Now he made his way down the faux terrazzo corridor. He carried his attaché and flight bag. No dealing with luggage carousels! He spotted Mother, a thinner, older, female version of himself. But not really very much older. She’d been a young bride, just a teenager, when her husband had died and her son was born.

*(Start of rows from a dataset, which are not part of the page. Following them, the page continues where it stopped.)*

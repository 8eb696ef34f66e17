//! # Memory Layout

use kernel_memory_addresses::{PAGE_SIZE, PhysicalAddress, TABLE_SPAN, VirtualAddress};

/// First kernel virtual address; user memory is `[0, KERNBASE)`.
pub const KERNBASE: u32 = 0x8000_0000;

/// Start of extended memory (1 MiB). Below it lives the I/O hole.
pub const EXTMEM: u32 = 0x0010_0000;

/// Where the kernel image is linked.
pub const KERNLINK: u32 = KERNBASE + EXTMEM;

/// Top of physical memory the kernel manages.
pub const PHYSTOP: u32 = 0x0E00_0000;

/// Memory-mapped devices live from here to the top of the address space.
pub const DEVSPACE: u32 = 0xFE00_0000;

/// Virtual address of the kernel's writable data section.
///
/// # Kernel Build
/// Matches the `data` symbol of the kernel linker script.
pub const KERNEL_DATA: u32 = KERNLINK + 0x0010_0000;

/// Maximum size of a user stack in bytes, guard page excluded.
pub const MAX_STACK_SIZE: u32 = 16 * PAGE_SIZE;

/// Maximum number of arguments passed to a new program image.
pub const MAX_ARGS: usize = 32;

/// Bytes of a process name, terminator included.
pub const PROC_NAME_LEN: usize = 16;

const _: () = {
    assert!(KERNBASE.is_multiple_of(TABLE_SPAN));
    assert!(KERNEL_DATA.is_multiple_of(PAGE_SIZE));
    assert!(MAX_STACK_SIZE.is_multiple_of(PAGE_SIZE));
    assert!(KERNBASE as u64 + PHYSTOP as u64 <= DEVSPACE as u64);
};

/// One fixed mapping of the kernel half.
#[derive(Debug, Copy, Clone, Eq, PartialEq)]
pub struct KernelRegion {
    /// First virtual address of the mapping.
    pub virt: VirtualAddress,
    /// First physical address backing it.
    pub phys_start: PhysicalAddress,
    /// Length of the mapping in bytes (page multiple).
    pub length: u32,
    /// Whether the kernel may write through the mapping.
    pub writable: bool,
}

/// Runtime memory layout.
///
/// [`MemoryLayout::STANDARD`] mirrors the compile-time constants. Hosts that
/// emulate a smaller machine construct their own value; every address space
/// built from the same layout shares the same kernel half.
#[derive(Debug, Copy, Clone, Eq, PartialEq)]
pub struct MemoryLayout {
    /// Split between user and kernel space.
    pub kernel_base: u32,
    /// Size of the low physical I/O region.
    pub ext_mem: u32,
    /// Virtual start of the kernel's writable data.
    pub kernel_data: u32,
    /// Top of managed physical memory.
    pub phys_top: u32,
    /// Start of the device window.
    pub dev_space: u32,
    /// Maximum user stack size in bytes.
    pub max_stack_size: u32,
    /// Maximum number of program arguments.
    pub max_args: usize,
}

impl Default for MemoryLayout {
    fn default() -> Self {
        Self::STANDARD
    }
}

impl MemoryLayout {
    pub const STANDARD: Self = Self {
        kernel_base: KERNBASE,
        ext_mem: EXTMEM,
        kernel_data: KERNEL_DATA,
        phys_top: PHYSTOP,
        dev_space: DEVSPACE,
        max_stack_size: MAX_STACK_SIZE,
        max_args: MAX_ARGS,
    };

    /// Link address of the kernel image.
    #[inline]
    #[must_use]
    pub const fn kernel_link(&self) -> u32 {
        self.kernel_base + self.ext_mem
    }

    /// Whether `va` belongs to the user half.
    #[inline]
    #[must_use]
    pub const fn is_user(&self, va: VirtualAddress) -> bool {
        va.as_u32() < self.kernel_base
    }

    /// Kernel virtual address to physical address for the direct map.
    #[inline]
    #[must_use]
    pub const fn v2p(&self, va: u32) -> u32 {
        va - self.kernel_base
    }

    /// The four fixed mappings shared by every address space.
    ///
    /// # Panics
    /// Panics if the direct map of physical memory would overlap the
    /// device window.
    #[must_use]
    pub fn kernel_regions(&self) -> [KernelRegion; 4] {
        assert!(
            u64::from(self.kernel_base) + u64::from(self.phys_top) <= u64::from(self.dev_space),
            "PHYSTOP too high"
        );
        let link = self.kernel_link();
        [
            KernelRegion {
                virt: VirtualAddress::new(self.kernel_base),
                phys_start: PhysicalAddress::new(0),
                length: self.ext_mem,
                writable: true,
            },
            KernelRegion {
                virt: VirtualAddress::new(link),
                phys_start: PhysicalAddress::new(self.v2p(link)),
                length: self.kernel_data - link,
                writable: false,
            },
            KernelRegion {
                virt: VirtualAddress::new(self.kernel_data),
                phys_start: PhysicalAddress::new(self.v2p(self.kernel_data)),
                length: self.phys_top - self.v2p(self.kernel_data),
                writable: true,
            },
            KernelRegion {
                virt: VirtualAddress::new(self.dev_space),
                phys_start: PhysicalAddress::new(self.dev_space),
                length: 0u32.wrapping_sub(self.dev_space),
                writable: true,
            },
        ]
    }
}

With her was Joanie Schorr, their neighbor. Joanie had babysat with Mother when Lindsey had to go out at night. Mrs. Hernández came during the day. Lindsey stayed with Mother most nights and weekends. But Joanie had been the real lifesaver. Even today, she had driven the Hyundai from Walnut Creek. With a start, Lindsey realized that little Joanie was as old as Mother had been when she’d given birth to him.
Both women waved.
Attaché case in one hand and flight bag in the other, Lindsey couldn’t wave back. He hoped they could see his smile. He wanted to get in the Hyundai and get home.